È dichiarato costituzionalmente illegittimo, per violazione dell'art. 117, quarto comma, Cost. e del principio di leale collaborazione, l'art. 1, comma 271, della legge n. 232 del 2016, nella parte in cui prevede che il decreto del Ministro dell'istruzione, dell'università e della ricerca che determina i fabbisogni finanziari regionali è adottato «previo parere della Conferenza permanente per i rapporti tra lo Stato, le regioni e le province autonome di Trento e di Bolzano, che si esprime entro sessanta giorni dalla data di trasmissione, decorso il quale il decreto può essere comunque adottato», anziché «previa intesa con la Conferenza permanente per i rapporti tra lo Stato, le regioni e le province autonome di Trento e di Bolzano». La disciplina impugnata dalla Regione Veneto incide direttamente sull'assetto organizzativo e gestorio demandato alla potestà legislativa regionale in materia di diritto allo studio e non può essere ascritta alla competenza esclusiva statale in materia di determinazione dei livelli essenziali delle prestazioni, sebbene persegua anche il fine di assicurare gli strumenti idonei alla realizzazione ed attuazione di un diritto sociale. (Precedenti citati: sentenze n. 192 del 2017, n. 211 del 2016, n. 147 del 2016, n. 125 del 2015, n. 273 del 2013, n. 232 del 2011, n. 168 del 2008, n. 94 del 2008 e n. 222 del 2005).

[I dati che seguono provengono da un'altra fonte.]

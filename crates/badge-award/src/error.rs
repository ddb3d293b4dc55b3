//! 徽章发放错误类型

use thiserror::Error;

/// 徽章发放错误类型
#[derive(Debug, Error)]
pub enum AwardError {
    // === 徽章相关错误 ===
    #[error("徽章不存在: {0}")]
    UnknownBadge(String),

    #[error("徽章不支持手动发放: {0}")]
    NotManual(String),

    // === 并发控制 ===
    #[error("获取运动员锁超时: athlete_id={athlete_id}, timeout_ms={timeout_ms}")]
    LockTimeout { athlete_id: String, timeout_ms: u64 },

    // === 配置错误 ===
    #[error("无效的展示策略: {0}")]
    InvalidPolicy(String),

    #[error("目录加载失败: {0}")]
    Catalog(#[from] badge_engine::CatalogError),

    // === 系统错误 ===
    #[error("存储错误: {0}")]
    Store(String),
}

/// 错误结果类型别名
pub type Result<T> = std::result::Result<T, AwardError>;

impl AwardError {
    /// 获取错误码
    pub fn code(&self) -> &'static str {
        match self {
            Self::UnknownBadge(_) => "UNKNOWN_BADGE",
            Self::NotManual(_) => "NOT_MANUAL",
            Self::LockTimeout { .. } => "LOCK_TIMEOUT",
            Self::InvalidPolicy(_) => "INVALID_POLICY",
            Self::Catalog(_) => "CATALOG_ERROR",
            Self::Store(_) => "STORE_ERROR",
        }
    }

    /// 是否可重试
    pub fn is_retryable(&self) -> bool {
        matches!(self, Self::LockTimeout { .. } | Self::Store(_))
    }
}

Se la determinazione dei livelli essenziali di assistenza sanitaria (LEA) è un obbligo del legislatore statale, la sua proiezione in termini di fabbisogno regionale coinvolge necessariamente le Regioni. La dialettica tra Stato e Regioni, dunque, dovrebbe consistere in un leale confronto sui fabbisogni e sui costi che incidono sulla spesa costituzionalmente necessaria, tenendo conto della disciplina e della dimensione della fiscalità territoriale nonché dell'intreccio di competenze statali e regionali in questo delicato ambito materiale. Tale intreccio di competenze non può non risolversi, nel rispetto dei canoni della leale collaborazione, attraverso l'intesa in sede di Conferenza Stato-Regioni. (Precedenti citati: sentenze n. 192 del 2017, n. 169 del 2017, n. 251 del 2016, n. 63 del 2016, n. 21 del 2016, n. l del 2016, n. 273 del 2013, n. 297 del 2012, n. 27 del 2010, n. 168 del 2008, n. 94 del 2008, n. 50 del 2008, n. 134 del 2006, n. 222 del 2005 e n. 423 del 2004).